*Task goal*
Gather all lines from the material that contain "discovered".

*Records for this task*
☆ ☆ ☆ ☆ ☆ ☆ ☆

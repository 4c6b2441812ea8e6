//! Caller/callee tree nodes.
//!
//! A node identifies one (class, method) pair. Recursive and mutually
//! recursive calls are expected in these trees and appear as repeated
//! subtrees, so any traversal must bound its depth explicitly instead of
//! relying on the structure to terminate.

/// One (class, method) pair with its discovered callees.
///
/// Equality is identity-pair equality only: `line_count` and `children`
/// never participate, so the same logical declaration discovered through
/// different call paths compares equal.
#[derive(Debug, Clone)]
pub struct CallHierarchyNode {
    pub class_name: String,
    pub method_name: String,
    pub line_count: usize,
    pub children: Vec<CallHierarchyNode>,
}

impl CallHierarchyNode {
    pub fn new(
        class_name: impl Into<String>,
        method_name: impl Into<String>,
        line_count: usize,
    ) -> Self {
        Self {
            class_name: class_name.into(),
            method_name: method_name.into(),
            line_count,
            children: Vec::new(),
        }
    }

    /// Append a callee in discovery order. Duplicates are kept; the report
    /// layer emits calls exactly as often as they occur.
    pub fn attach(&mut self, child: CallHierarchyNode) {
        self.children.push(child);
    }

    /// Pre-order walk, visiting at most `max_depth` levels below this node.
    /// The bound is what makes walking cyclic call structures safe.
    pub fn walk<F: FnMut(&CallHierarchyNode, usize)>(&self, max_depth: usize, visit: &mut F) {
        self.walk_at(0, max_depth, visit);
    }

    fn walk_at<F: FnMut(&CallHierarchyNode, usize)>(
        &self,
        depth: usize,
        max_depth: usize,
        visit: &mut F,
    ) {
        visit(self, depth);
        if depth >= max_depth {
            return;
        }
        for child in &self.children {
            child.walk_at(depth + 1, max_depth, visit);
        }
    }
}

impl PartialEq for CallHierarchyNode {
    fn eq(&self, other: &Self) -> bool {
        self.class_name == other.class_name && self.method_name == other.method_name
    }
}

impl Eq for CallHierarchyNode {}

#[cfg(test)]
mod tests {
    use super::*;

    #[test]
    fn equality_ignores_line_count_and_children() {
        let a = CallHierarchyNode::new("Ns.Widget", "Render", 10);
        let mut b = CallHierarchyNode::new("Ns.Widget", "Render", 99);
        b.attach(CallHierarchyNode::new("Ns.Other", "Helper", 3));

        assert_eq!(a, b);
    }

    #[test]
    fn equality_is_reflexive_symmetric_transitive() {
        let a = CallHierarchyNode::new("C", "M", 1);
        let b = CallHierarchyNode::new("C", "M", 2);
        let c = CallHierarchyNode::new("C", "M", 3);

        assert_eq!(a, a);
        assert_eq!(a, b);
        assert_eq!(b, a);
        assert_eq!(b, c);
        assert_eq!(a, c);
    }

    #[test]
    fn distinct_pairs_are_unequal() {
        let a = CallHierarchyNode::new("C", "M", 1);
        assert_ne!(a, CallHierarchyNode::new("C", "Other", 1));
        assert_ne!(a, CallHierarchyNode::new("Other", "M", 1));
    }

    #[test]
    fn attach_preserves_discovery_order() {
        let mut root = CallHierarchyNode::new("C", "M", 5);
        root.attach(CallHierarchyNode::new("C", "First", 0));
        root.attach(CallHierarchyNode::new("C", "Second", 0));
        root.attach(CallHierarchyNode::new("C", "First", 0));

        let names: Vec<&str> = root.children.iter().map(|c| c.method_name.as_str()).collect();
        assert_eq!(names, vec!["First", "Second", "First"]);
    }

    #[test]
    fn bounded_walk_terminates_on_self_referential_shape() {
        // A calls B calls A, represented as a repeated subtree.
        let mut a = CallHierarchyNode::new("C", "A", 2);
        let mut b = CallHierarchyNode::new("C", "B", 2);
        b.attach(CallHierarchyNode::new("C", "A", 2));
        a.attach(b);

        let mut visited = Vec::new();
        a.walk(1, &mut |node, depth| {
            visited.push((node.method_name.clone(), depth));
        });

        // Depth bound of 1 stops before the repeated A.
        assert_eq!(
            visited,
            vec![("A".to_string(), 0), ("B".to_string(), 1)]
        );
    }
}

☆ ☆ ☆ ☆ ☆ ☆ ☆

*Exercise output*
/// One (class, method) pair with its discovered callees.
/// never participate, so the same logical declaration discovered through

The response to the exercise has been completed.